Task item - Every record listed below should be copied exactly.

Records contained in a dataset
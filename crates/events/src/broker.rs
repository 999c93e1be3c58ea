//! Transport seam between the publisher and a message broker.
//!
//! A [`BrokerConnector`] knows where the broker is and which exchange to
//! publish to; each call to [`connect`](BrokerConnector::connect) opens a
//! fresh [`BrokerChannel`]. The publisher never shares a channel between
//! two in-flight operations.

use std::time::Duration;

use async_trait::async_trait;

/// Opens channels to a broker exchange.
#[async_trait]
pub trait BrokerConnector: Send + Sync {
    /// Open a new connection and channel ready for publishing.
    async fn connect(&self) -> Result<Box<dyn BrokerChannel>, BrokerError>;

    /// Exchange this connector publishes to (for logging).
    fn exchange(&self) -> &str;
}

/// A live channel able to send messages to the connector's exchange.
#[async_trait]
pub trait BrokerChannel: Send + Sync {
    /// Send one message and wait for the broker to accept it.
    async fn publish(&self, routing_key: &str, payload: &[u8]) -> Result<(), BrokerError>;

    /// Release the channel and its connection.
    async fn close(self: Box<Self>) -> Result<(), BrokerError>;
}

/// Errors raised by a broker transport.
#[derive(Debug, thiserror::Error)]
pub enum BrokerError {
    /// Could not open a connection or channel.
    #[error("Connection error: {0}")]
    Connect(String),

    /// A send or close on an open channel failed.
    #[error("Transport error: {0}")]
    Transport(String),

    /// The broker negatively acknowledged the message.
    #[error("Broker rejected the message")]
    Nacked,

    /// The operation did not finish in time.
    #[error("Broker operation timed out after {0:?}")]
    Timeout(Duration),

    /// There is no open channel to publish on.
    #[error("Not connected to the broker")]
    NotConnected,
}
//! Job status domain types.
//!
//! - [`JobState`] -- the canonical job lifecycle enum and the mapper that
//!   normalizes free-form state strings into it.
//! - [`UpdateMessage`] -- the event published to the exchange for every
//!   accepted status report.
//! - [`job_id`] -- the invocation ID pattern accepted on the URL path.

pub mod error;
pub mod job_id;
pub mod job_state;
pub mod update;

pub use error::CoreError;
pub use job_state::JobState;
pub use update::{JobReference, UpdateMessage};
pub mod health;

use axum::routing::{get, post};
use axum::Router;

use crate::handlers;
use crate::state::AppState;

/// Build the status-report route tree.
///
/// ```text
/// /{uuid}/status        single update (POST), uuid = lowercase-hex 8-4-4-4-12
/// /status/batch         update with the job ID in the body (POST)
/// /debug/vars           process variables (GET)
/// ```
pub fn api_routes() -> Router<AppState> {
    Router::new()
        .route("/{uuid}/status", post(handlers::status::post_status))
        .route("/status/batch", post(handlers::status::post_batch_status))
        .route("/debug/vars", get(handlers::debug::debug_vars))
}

Task solution -
filename crates/events/src/broker.rs
repository 999c93e1be3c58ea
//! Transport seam between the publisher and a message broker.
//!
//! A [`BrokerConnector`] knows where the broker is and which exchange to
//! publish to; each call to [`connect`](BrokerConnector::connect) opens a
//! fresh [`BrokerChannel`]. The publisher never shares a channel between
//! two in-flight operations.

use std::time::Duration;

use async_trait::async_trait;

/// Opens channels to a broker exchange.
#[async_trait]
pub trait BrokerConnector: Send + Sync {
    /// Open a new connection and channel ready for publishing.
    async fn connect(&self) -> Result<Box<dyn BrokerChannel>, BrokerError>;

    /// Exchange this connector publishes to (for logging).
    fn exchange(&self) -> &str;
}

/// A live channel able to send messages to the connector's exchange.
#[async_trait]
pub trait BrokerChannel: Send + Sync {
    /// Send one message and wait for the broker to accept it.
    async fn publish(&self, routing_key: &str, payload: &[u8]) -> Result<(), BrokerError>;

    /// Release the channel and its connection.
    async fn close(self: Box<Self>) -> Result<(), BrokerError>;
}

/// Errors raised by a broker transport.
#[derive(Debug, thiserror::Error)]
pub enum BrokerError {
    /// Could not open a connection or channel.
    #[error("Connection error: {0}")]
    Connect(String),

    /// A send or close on an open channel failed.
    #[error("Transport error: {0}")]
    Transport(String),

    /// The broker negatively acknowledged the message.
    #[error("Broker rejected the message")]
    Nacked,

    /// The operation did not finish in time.
    #[error("Broker operation timed out after {0:?}")]
    Timeout(Duration),

    /// There is no open channel to publish on.
    #[error("Not connected to the broker")]
    NotConnected,
}
//! Job status domain types.
//!
//! - [`JobState`] -- the canonical job lifecycle enum and the mapper that
//!   normalizes free-form state strings into it.
//! - [`UpdateMessage`] -- the event published to the exchange for every
//!   accepted status report.
//! - [`job_id`] -- the invocation ID pattern accepted on the URL path.

pub mod error;
pub mod job_id;
pub mod job_state;
pub mod update;

pub use error::CoreError;
pub use job_state::JobState;
pub use update::{JobReference, UpdateMessage};
pub mod health;

use axum::routing::{get, post};
use axum::Router;

use crate::handlers;
use crate::state::AppState;

/// Build the status-report route tree.
///
/// ```text
/// /{uuid}/status        single update (POST), uuid = lowercase-hex 8-4-4-4-12
/// /status/batch         update with the job ID in the body (POST)
/// /debug/vars           process variables (GET)
/// ```
pub fn api_routes() -> Router<AppState> {
    Router::new()
        .route("/{uuid}/status", post(handlers::status::post_status))
        .route("/status/batch", post(handlers::status::post_batch_status))
        .route("/debug/vars", get(handlers::debug::debug_vars))
}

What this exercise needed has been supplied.